SNP ministers have revealed their ambitious 20-year blueprint for future transport investment.

The Scottish Government’s second Strategic Transport Projects Review (STPR2) includes 45 recommendations which ministers hope will make transport in Scotland more sustainable.

READ MORE: Tunnels to replace ferries and a Clyde Metro map – here's what's in the Scottish transport review

Here are five of the most interesting:

Glasgow Metro system

The strategy outlines mass transit systems, including the Clyde metro for the Glasgow region.

Councillor Susan Aitken, leader of Glasgow City Council, said: “Today’s announcement marks a major step forward in our commitment to creating a modern, sustainable, integrated public transport system for the city of Glasgow and its surrounding metropolitan region. Clyde Metro’s inclusion in the STPR2 report is a huge vote of confidence in the work done to date by Transport Scotland and the City Council in advancing the concept and the compelling case for it.

The National:

“Metro will be transformational – reducing social and economic inequalities, delivering on economic growth, better connecting outlying and poorly served communities and incentivising large-scale modal shift from private car to public transport.

"Over the past several decades, modern rapid transit systems like Metro are what Glasgow’s comparator cities across the globe have been busy constructing. We cannot continue to be left behind. More than arguably any other single intervention, Clyde Metro can help deliver a vibrant, prosperous, inclusive and sustainable city region, a transport system fit for our international standing and ambitions.”

Potential tram extensions for Edinburgh

The National: Edinburgh tram

The plan states: "We will continue to consider additional support required for public transport and keep this under review in light of the uncertainty and other challenges presented by Covid-19."

This will include support for light rail.

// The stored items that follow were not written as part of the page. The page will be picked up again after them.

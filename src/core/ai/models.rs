use serde::{Deserialize, Serialize};
use thiserror::Error;

#[derive(Debug, Clone, PartialEq, Serialize, Deserialize)]
pub struct AiMessage {
    pub role: String,
    pub content: String,
}

impl AiMessage {
    pub fn system(content: impl Into<String>) -> Self {
        Self {
            role: "system".to_string(),
            content: content.into(),
        }
    }

    pub fn user(content: impl Into<String>) -> Self {
        Self {
            role: "user".to_string(),
            content: content.into(),
        }
    }
}

/// Per-request knobs sent along with every completion.
///
/// `temperature` and `max_tokens` are left out of the request body when unset
/// so the provider's defaults apply.
#[derive(Debug, Clone)]
pub struct AiConfig {
    pub model: String,
    pub temperature: Option<f32>,
    pub max_tokens: Option<u32>,
}

/// Everything that can go wrong between sending a prompt and getting text back.
#[derive(Debug, Error)]
pub enum AiError {
    /// Non-success HTTP status from the completion endpoint.
    #[error("API error: {0}")]
    Status(u16),

    #[error("could not reach the completion API: {0}")]
    Transport(String),

    #[error("unexpected response from the completion API: {0}")]
    MalformedResponse(String),

    #[error("the completion API returned an empty reply")]
    EmptyReply,
}

/// Result of one reply generation.
///
/// Failures are values, not errors: the relay posts them to the channel like
/// any other reply so users can see that the API is misbehaving.
#[derive(Debug)]
pub enum ReplyOutcome {
    Success(String),
    Failure(AiError),
}

impl ReplyOutcome {
    /// Text to post in the channel, whichever way the call went.
    pub fn into_reply_text(self) -> String {
        match self {
            ReplyOutcome::Success(text) => text,
            ReplyOutcome::Failure(err) => format!("⚠️ {}", err),
        }
    }
}
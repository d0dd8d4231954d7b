pub mod groq_client;

pub use groq_client::{GroqClient, DEFAULT_GROQ_URL};
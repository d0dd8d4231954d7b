// In-memory implementation of ChannelStore.
//
// Bindings live for the life of the process and are gone after a restart.

use crate::core::channels::{ChannelBinding, ChannelStore};
use async_trait::async_trait;
use dashmap::DashMap;

/// DashMap-backed channel store.
///
/// Every write replaces the whole entry for a guild, so no lock beyond the
/// map's own sharding is needed. `/setchannel` and the message relay can run
/// concurrently against it.
pub struct InMemoryChannelStore {
    /// guild_id -> channel_id
    bindings: DashMap<u64, u64>,
}

impl InMemoryChannelStore {
    pub fn new() -> Self {
        Self {
            bindings: DashMap::new(),
        }
    }
}

#[async_trait]
impl ChannelStore for InMemoryChannelStore {
    async fn bind(&self, binding: ChannelBinding) -> Option<u64> {
        self.bindings.insert(binding.guild_id, binding.channel_id)
    }

    async fn lookup(&self, guild_id: u64) -> Option<u64> {
        self.bindings.get(&guild_id).map(|entry| *entry)
    }
}

impl Default for InMemoryChannelStore {
    fn default() -> Self {
        Self::new()
    }
}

Transport Scotland will continue to engage with Glasgow Subway and Edinburgh Tram to understand the ongoing impacts and potential further support required

Replacing some island ferry routes with bridges or tunnels

The document says that “the current ferry routes on the Sound of Harris, Sound of Barra and between Craignure and Oban face a number of issues and challenges”.

It suggests that “replacing ferry services with fixed links (bridges or tunnels) can improve reliability, connectivity, capacity and crossing times”.

It proposed a Sound of Harris fixed link to improve connectivity between the Uists and Lewis/Harris and a Sound of Barra fixed link between Barra and the Uists.

It adds: “The provision of these fixed links would allow for the reconfiguration of transport provision between the Outer Hebrides and the mainland.

“The provision of a fixed link between Mull and the Scottish mainland would allow for the reconfiguration of transport provision between the island and the mainland.”

The National: CalMac Ferries warn it won't be able to cope with staycation surge amid social distancing.

The strategy recommends “further work is undertaken on business cases to better understand the benefits, costs and challenges”.

It states: “These studies would consider the feasibility of replacing existing ferry services currently delivered by CalMac as part of the Clyde and Hebrides Ferry Services (CHFS) contract.

“These studies would also ascertain the potential savings associated with the public sector subsidies required to operate the ferry services and involve input from communities that may potentially be affected.”

Full decarbonisation of Scotland’s public transport network

The document says transport is Scotland’s biggest carbon emitter and the recommendations emphasise decarbonisation and behaviour change for ferries, rail and buses as well as increasing the shift to zero emission vehicles.

Improving active travel infrastructure

The new plans will also encourage more people to walk, wheel and cycle more often; cutting carbon emissions and improving health and wellbeing, particularly of children, while supporting sustainable economic growth.

Transport Secretary Michael Matheson said: “The investment decisions we make now have never been more important. A green recovery from COVID-19 will set us on a path to delivering a fair and just transition to Net Zero. The pandemic has led to fundamental shifts in travel behaviours and we want to ensure that people continue to make sustainable travel choices, that they return to public transport and our economic recovery does not overly rely on road-based travel.

“The STPR2 recommendations support the measures set out last week in our route map to reduce car kilometres by 20% by 2030 and represent a major piece of work by this Government to make Scotland – all of Scotland – more sustainable."